*** Source data ***

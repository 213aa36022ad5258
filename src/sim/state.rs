//! Game state and core simulation types
//!
//! Everything the simulation mutates lives in [`GameState`]; the frame driver
//! owns exactly one for the lifetime of the process.

use std::collections::VecDeque;

use glam::Vec2;
use serde::{Deserialize, Serialize};

use super::collision::Aabb;
use super::shape::{ObstacleShape, Rgb, ShapeKind};
use crate::tuning::Tuning;

/// Player vertical-motion state
#[derive(Debug, Clone, Copy, PartialEq, Eq, Default, Serialize, Deserialize)]
pub enum PlayerState {
    #[default]
    Grounded,
    /// Rising after a jump, velocity still negative
    Jumping,
    /// Past the apex, coming back down
    Falling,
}

/// The runner
#[derive(Debug, Clone, Serialize, Deserialize)]
pub struct Player {
    /// Top-left corner
    pub pos: Vec2,
    pub size: Vec2,
    /// Vertical velocity in pixels per tick (negative = up)
    pub vel_y: f32,
    pub state: PlayerState,
}

impl Player {
    /// A grounded player at its reset position
    pub fn new(tuning: &Tuning) -> Self {
        let size = Vec2::new(tuning.player_width, tuning.player_height);
        Self {
            pos: Vec2::new(tuning.player_x, tuning.rest_y(size.y)),
            size,
            vel_y: 0.0,
            state: PlayerState::Grounded,
        }
    }

    pub fn bounds(&self) -> Aabb {
        Aabb::new(self.pos, self.size)
    }

    pub fn is_grounded(&self) -> bool {
        self.state == PlayerState::Grounded
    }

    /// Start a jump with the given upward speed
    pub fn jump(&mut self, impulse: f32) {
        self.state = PlayerState::Jumping;
        self.vel_y = -impulse;
    }
}

/// A scrolling obstacle
#[derive(Debug, Clone, Serialize, Deserialize)]
pub struct Obstacle {
    pub id: u32,
    pub shape: ObstacleShape,
    /// Top-left corner of the tight bounds
    pub pos: Vec2,
    pub color: Rgb,
}

impl Obstacle {
    pub fn bounds(&self) -> Aabb {
        Aabb::new(self.pos, self.shape.extent())
    }

    /// Right edge; the player clears the obstacle once past it
    pub fn trailing_edge(&self) -> f32 {
        self.pos.x + self.shape.width()
    }
}

/// Something that happened during a tick, drained by the driver
#[derive(Debug, Clone, Copy, PartialEq, Serialize, Deserialize)]
pub enum GameEvent {
    Jumped { velocity: f32 },
    Landed,
    ObstacleSpawned { id: u32, kind: ShapeKind, x: f32 },
    ObstaclePassed { id: u32, score: u64 },
    ObstacleDespawned { id: u32 },
    GameOver { score: u64, new_high_score: bool },
    Restarted { run: u32 },
    Paused,
    Resumed,
}

/// Complete game state (deterministic, serializable)
#[derive(Debug, Clone, Serialize, Deserialize)]
pub struct GameState {
    /// Gameplay constants for this process
    pub tuning: Tuning,
    pub player: Player,
    /// Oldest (leftmost) first
    obstacles: VecDeque<Obstacle>,
    /// Parallel to `obstacles`
    passed: VecDeque<bool>,
    pub score: u64,
    /// Best score this process; never written to storage
    pub high_score: u64,
    pub speed_multiplier: f32,
    pub paused: bool,
    pub game_over: bool,
    /// Simulated ticks in the current run
    pub time_ticks: u64,
    /// 1-based run counter
    pub run: u32,
    /// Events from the most recent tick
    #[serde(skip)]
    pub events: Vec<GameEvent>,
    next_id: u32,
}

impl GameState {
    pub fn new(tuning: Tuning) -> Self {
        let player = Player::new(&tuning);
        let speed_multiplier = tuning.base_multiplier;
        Self {
            tuning,
            player,
            obstacles: VecDeque::new(),
            passed: VecDeque::new(),
            score: 0,
            high_score: 0,
            speed_multiplier,
            paused: false,
            game_over: false,
            time_ticks: 0,
            run: 1,
            events: Vec::new(),
            next_id: 1,
        }
    }

    /// Reinitialize everything except the high score and run counter
    pub fn reset_run(&mut self) {
        self.player = Player::new(&self.tuning);
        self.obstacles.clear();
        self.passed.clear();
        self.score = 0;
        self.speed_multiplier = self.tuning.base_multiplier;
        self.game_over = false;
        self.time_ticks = 0;
    }

    /// Allocate a new obstacle ID
    pub fn next_entity_id(&mut self) -> u32 {
        let id = self.next_id;
        self.next_id += 1;
        id
    }

    /// Oldest (leftmost) first
    pub fn obstacles(&self) -> &VecDeque<Obstacle> {
        &self.obstacles
    }

    /// Passed flags, index-aligned with [`GameState::obstacles`]
    pub fn passed(&self) -> &VecDeque<bool> {
        &self.passed
    }

    pub fn newest_obstacle(&self) -> Option<&Obstacle> {
        self.obstacles.back()
    }

    /// Append an obstacle on the right, not yet passed
    pub fn push_obstacle(&mut self, obstacle: Obstacle) {
        self.obstacles.push_back(obstacle);
        self.passed.push_back(false);
    }

    /// Drop the oldest obstacle together with its passed flag
    pub fn pop_oldest(&mut self) -> Option<Obstacle> {
        let oldest = self.obstacles.pop_front()?;
        self.passed.pop_front();
        Some(oldest)
    }

    /// Scroll every obstacle left, scoring the ones the player just cleared
    pub(crate) fn scroll_obstacles(&mut self, dx: f32) {
        let player_x = self.player.pos.x;
        for (obstacle, passed) in self.obstacles.iter_mut().zip(self.passed.iter_mut()) {
            obstacle.pos.x -= dx;

            if !*passed && player_x > obstacle.trailing_edge() {
                *passed = true;
                self.score += 1;
                self.events.push(GameEvent::ObstaclePassed {
                    id: obstacle.id,
                    score: self.score,
                });
            }
        }
    }

    /// End the run, folding the score into the high score
    pub(crate) fn end_run(&mut self) {
        self.game_over = true;
        let new_high_score = self.score > self.high_score;
        if new_high_score {
            self.high_score = self.score;
        }
        self.events.push(GameEvent::GameOver {
            score: self.score,
            new_high_score,
        });
    }
}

*** End of Source data ***

_Your goal_: Send back exactly the lines of the listing above starting at the one with "self.speed_multiplier = self.tuning.base_multiplier;" and ending at the one with "self.score += 1;", inclusive, and no others.

_Response to the exercise_:
        self.speed_multiplier = self.tuning.base_multiplier;
        self.game_over = false;
        self.time_ticks = 0;
    }

    /// Allocate a new obstacle ID
    pub fn next_entity_id(&mut self) -> u32 {
        let id = self.next_id;
        self.next_id += 1;
        id
    }

    /// Oldest (leftmost) first
    pub fn obstacles(&self) -> &VecDeque<Obstacle> {
        &self.obstacles
    }

    /// Passed flags, index-aligned with [`GameState::obstacles`]
    pub fn passed(&self) -> &VecDeque<bool> {
        &self.passed
    }

    pub fn newest_obstacle(&self) -> Option<&Obstacle> {
        self.obstacles.back()
    }

    /// Append an obstacle on the right, not yet passed
    pub fn push_obstacle(&mut self, obstacle: Obstacle) {
        self.obstacles.push_back(obstacle);
        self.passed.push_back(false);
    }

    /// Drop the oldest obstacle together with its passed flag
    pub fn pop_oldest(&mut self) -> Option<Obstacle> {
        let oldest = self.obstacles.pop_front()?;
        self.passed.pop_front();
        Some(oldest)
    }

    /// Scroll every obstacle left, scoring the ones the player just cleared
    pub(crate) fn scroll_obstacles(&mut self, dx: f32) {
        let player_x = self.player.pos.x;
        for (obstacle, passed) in self.obstacles.iter_mut().zip(self.passed.iter_mut()) {
            obstacle.pos.x -= dx;

            if !*passed && player_x > obstacle.trailing_edge() {
                *passed = true;
                self.score += 1;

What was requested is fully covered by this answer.